Stored items
»»

//! Catalog product records.
//!
//! Products are owned by the catalog collaborator. The engine only ever
//! holds snapshots of them.

use serde::{Deserialize, Serialize};

use super::id::ProductId;
use super::price::Price;

/// Category whose products need a size chosen before they reach the cart.
pub const CLOTHING_CATEGORY: &str = "clothing";

/// A product as reported by the catalog at a point in time.
#[derive(Debug, Clone, PartialEq, Eq, Serialize, Deserialize)]
pub struct Product {
    pub id: ProductId,
    pub name: String,
    pub price: Price,
    /// Units available when the record was read.
    pub stock: u32,
    pub category: String,
    #[serde(default, skip_serializing_if = "Option::is_none")]
    pub subcategory: Option<String>,
    /// Primary image URL.
    #[serde(default, skip_serializing_if = "Option::is_none")]
    pub image: Option<String>,
}

impl Product {
    /// Whether the caller must fold a size into the product identity
    /// before adding it to a cart.
    #[must_use]
    pub fn requires_size_selection(&self) -> bool {
        self.category.eq_ignore_ascii_case(CLOTHING_CATEGORY)
    }

    #[must_use]
    pub const fn in_stock(&self) -> bool {
        self.stock > 0
    }
}
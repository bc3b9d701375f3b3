//! Marketstall CLI - drive a local shopping session from the terminal.
//!
//! Every invocation opens a session over the configured data directory,
//! runs one command and exits. State lives in the file slot between runs.
//!
//! # Usage
//!
//! ```bash
//! # Browse the catalog
//! ms-cli catalog list
//!
//! # Fill the cart
//! ms-cli cart add 3 --quantity 2
//! ms-cli cart show
//!
//! # Save a shipping address and payment method, then check out
//! ms-cli --user 1 address add "Home" "1 Main St" Springfield IL 62701
//! ms-cli --user 1 payment add-paypal jane@example.com
//! ms-cli --user 1 checkout
//!
//! # Request a refund for two items and resolve it
//! ms-cli --user 1 refund submit 1 --item 3 --item 5 --reason "Arrived damaged"
//! ms-cli --user 1 --admin refund approve 1
//! ```
//!
//! # Commands
//!
//! - `catalog` - List products
//! - `cart` - Show and edit the cart
//! - `address`, `payment` - Manage saved addresses and payment methods
//! - `checkout` - Place an order for the cart
//! - `orders` - Order history and fulfillment updates
//! - `refund` - Submit, list and resolve refund requests

#![cfg_attr(not(test), forbid(unsafe_code))]

use clap::{Parser, Subcommand};
use tracing_subscriber::{layer::SubscriberExt, util::SubscriberInitExt};

mod commands;

use commands::{SessionOptions, cart, orders, profile};

#[derive(Parser)]
#[command(name = "ms-cli")]
#[command(author, version, about = "Marketstall local session tools")]
struct Cli {
    /// Act as this signed-in user (anonymous if omitted)
    #[arg(short, long, global = true)]
    user: Option<i32>,

    /// Sign in with the admin role
    #[arg(long, global = true, requires = "user")]
    admin: bool,

    #[command(subcommand)]
    command: Commands,
}

#[derive(Subcommand)]
enum Commands {
    /// Browse the product catalog
    Catalog {
        #[command(subcommand)]
        action: CatalogAction,
    },
    /// Show and edit the cart
    Cart {
        #[command(subcommand)]
        action: CartAction,
    },
    /// Manage saved shipping addresses
    Address {
        #[command(subcommand)]
        action: AddressAction,
    },
    /// Manage saved payment methods
    Payment {
        #[command(subcommand)]
        action: PaymentAction,
    },
    /// Place an order for the cart's contents
    Checkout {
        /// Shipping address ID (default address if omitted)
        #[arg(long)]
        address: Option<i32>,

        /// Payment method ID (default payment method if omitted)
        #[arg(long)]
        payment: Option<i32>,
    },
    /// Order history and fulfillment updates
    Orders {
        #[command(subcommand)]
        action: OrdersAction,
    },
    /// Refund requests
    Refund {
        #[command(subcommand)]
        action: RefundAction,
    },
}

#[derive(Subcommand)]
enum CatalogAction {
    /// List every product with price and stock
    List,
}

#[derive(Subcommand)]
enum CartAction {
    /// Show cart lines and total
    Show,
    /// Add a product to the cart
    Add {
        /// Product ID
        product: i32,

        /// Units to add
        #[arg(short, long, default_value_t = 1)]
        quantity: u32,
    },
    /// Set a line's quantity (zero or less removes it)
    Set {
        /// Product ID
        product: i32,

        /// New quantity
        #[arg(allow_negative_numbers = true)]
        quantity: i64,
    },
    /// Remove a product from the cart
    Remove {
        /// Product ID
        product: i32,
    },
    /// Empty the cart
    Clear,
}

#[derive(Subcommand)]
enum AddressAction {
    /// List saved addresses
    List,
    /// Save a new address
    Add {
        /// Recipient name
        name: String,
        street: String,
        city: String,
        state: String,
        zip_code: String,

        #[arg(long, default_value = "US")]
        country: String,

        /// Make this the default address
        #[arg(long)]
        default: bool,
    },
    /// Make an address the default
    Default { id: i32 },
    /// Delete an address
    Delete { id: i32 },
}

#[derive(Subcommand)]
enum PaymentAction {
    /// List saved payment methods
    List,
    /// Save a credit card
    AddCard {
        /// Name on the card
        cardholder_name: String,

        /// Last four digits
        last_four: String,

        /// Expiry month (1-12)
        expiry_month: u8,

        /// Expiry year
        expiry_year: u16,

        #[arg(long)]
        default: bool,
    },
    /// Save a `PayPal` account
    AddPaypal {
        /// `PayPal` account email
        email: String,

        #[arg(long)]
        default: bool,
    },
    /// Save a bank account
    AddBank {
        account_name: String,
        bank_name: String,

        /// Last four digits of the account number
        account_last_four: String,

        #[arg(long)]
        default: bool,
    },
    /// Make a payment method the default
    Default { id: i32 },
    /// Delete a payment method
    Delete { id: i32 },
}

#[derive(Subcommand)]
enum OrdersAction {
    /// List orders, newest first
    List,
    /// Show one order with its refund requests
    Show { id: i32 },
    /// Record a fulfillment status (`processing`, `shipped`, `delivered`, `canceled`)
    Update {
        id: i32,
        status: String,

        /// Carrier tracking number
        #[arg(short, long)]
        tracking: Option<String>,
    },
}

#[derive(Subcommand)]
enum RefundAction {
    /// Request a refund for some of an order's items
    Submit {
        /// Order ID
        order: i32,

        /// Product ID of an item to refund (repeatable)
        #[arg(short, long = "item", required = true)]
        items: Vec<i32>,

        /// Why the refund is requested (at least 10 characters)
        #[arg(short, long)]
        reason: String,
    },
    /// List refund requests across all orders
    List,
    /// Approve a pending refund request
    Approve { id: i32 },
    /// Reject a pending refund request
    Reject { id: i32 },
}

#[tokio::main]
async fn main() {
    // Defaults to info level for our crates if RUST_LOG is not set
    let env_filter = tracing_subscriber::EnvFilter::try_from_default_env()
        .unwrap_or_else(|_| "marketstall_engine=info,marketstall_cli=info".into());

    tracing_subscriber::registry()
        .with(env_filter)
        .with(tracing_subscriber::fmt::layer())
        .init();

    let cli = Cli::parse();

    let result: Result<(), Box<dyn std::error::Error>> = run(cli).await;

    if let Err(e) = result {
        tracing::error!("Command failed: {e}");
        std::process::exit(1);
    }
}

async fn run(cli: Cli) -> Result<(), Box<dyn std::error::Error>> {
    let options = SessionOptions {
        user_id: cli.user,
        admin: cli.admin,
    };
    let mut session = commands::open_session(options).await?;

    match cli.command {
        Commands::Catalog { action } => match action {
            CatalogAction::List => cart::list_catalog(&session).await?,
        },
        Commands::Cart { action } => match action {
            CartAction::Show => cart::show(&session),
            CartAction::Add { product, quantity } => {
                cart::add(&mut session, product, quantity).await?;
            }
            CartAction::Set { product, quantity } => {
                cart::set(&mut session, product, quantity).await?;
            }
            CartAction::Remove { product } => cart::remove(&mut session, product)?,
            CartAction::Clear => cart::clear(&mut session)?,
        },
        Commands::Address { action } => match action {
            AddressAction::List => profile::list_addresses(&session)?,
            AddressAction::Add {
                name,
                street,
                city,
                state,
                zip_code,
                country,
                default,
            } => {
                let draft = marketstall_core::NewAddress {
                    name,
                    street,
                    city,
                    state,
                    zip_code,
                    country,
                    is_default: default,
                };
                profile::add_address(&mut session, draft)?;
            }
            AddressAction::Default { id } => profile::default_address(&mut session, id)?,
            AddressAction::Delete { id } => profile::delete_address(&mut session, id)?,
        },
        Commands::Payment { action } => match action {
            PaymentAction::List => profile::list_payment_methods(&session)?,
            PaymentAction::AddCard {
                cardholder_name,
                last_four,
                expiry_month,
                expiry_year,
                default,
            } => {
                let details = marketstall_core::PaymentDetails::CreditCard {
                    cardholder_name,
                    last_four,
                    expiry_month,
                    expiry_year,
                };
                profile::add_payment_method(&mut session, details, default)?;
            }
            PaymentAction::AddPaypal { email, default } => {
                let details = marketstall_core::PaymentDetails::PayPal {
                    email: email.parse()?,
                };
                profile::add_payment_method(&mut session, details, default)?;
            }
            PaymentAction::AddBank {
                account_name,
                bank_name,
                account_last_four,
                default,
            } => {
                let details = marketstall_core::PaymentDetails::BankTransfer {
                    account_name,
                    bank_name,
                    account_last_four,
                };
                profile::add_payment_method(&mut session, details, default)?;
            }
            PaymentAction::Default { id } => profile::default_payment_method(&mut session, id)?,
            PaymentAction::Delete { id } => profile::delete_payment_method(&mut session, id)?,
        },
        Commands::Checkout { address, payment } => {
            orders::checkout(&mut session, address, payment).await?;
        }
        Commands::Orders { action } => match action {
            OrdersAction::List => orders::list(&session)?,
            OrdersAction::Show { id } => orders::show(&session, id)?,
            OrdersAction::Update {
                id,
                status,
                tracking,
            } => orders::update(&mut session, id, &status, tracking).await?,
        },
        Commands::Refund { action } => match action {
            RefundAction::Submit {
                order,
                items,
                reason,
            } => orders::submit_refund(&mut session, order, &items, &reason).await?,
            RefundAction::List => orders::list_refunds(&session)?,
            RefundAction::Approve { id } => orders::resolve_refund(&mut session, id, true).await?,
            RefundAction::Reject { id } => orders::resolve_refund(&mut session, id, false).await?,
        },
    }
    Ok(())
}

««

*WHAT YOU HAVE TO DO*.
Which lines in the records above contain the string "with"? Copy each one.

*RESULT OF THE EXERCISE*.
    /// Sign in with the admin role
    /// List every product with price and stock
    /// Show one order with its refund requests
        .with(env_filter)
        .with(tracing_subscriber::fmt::layer())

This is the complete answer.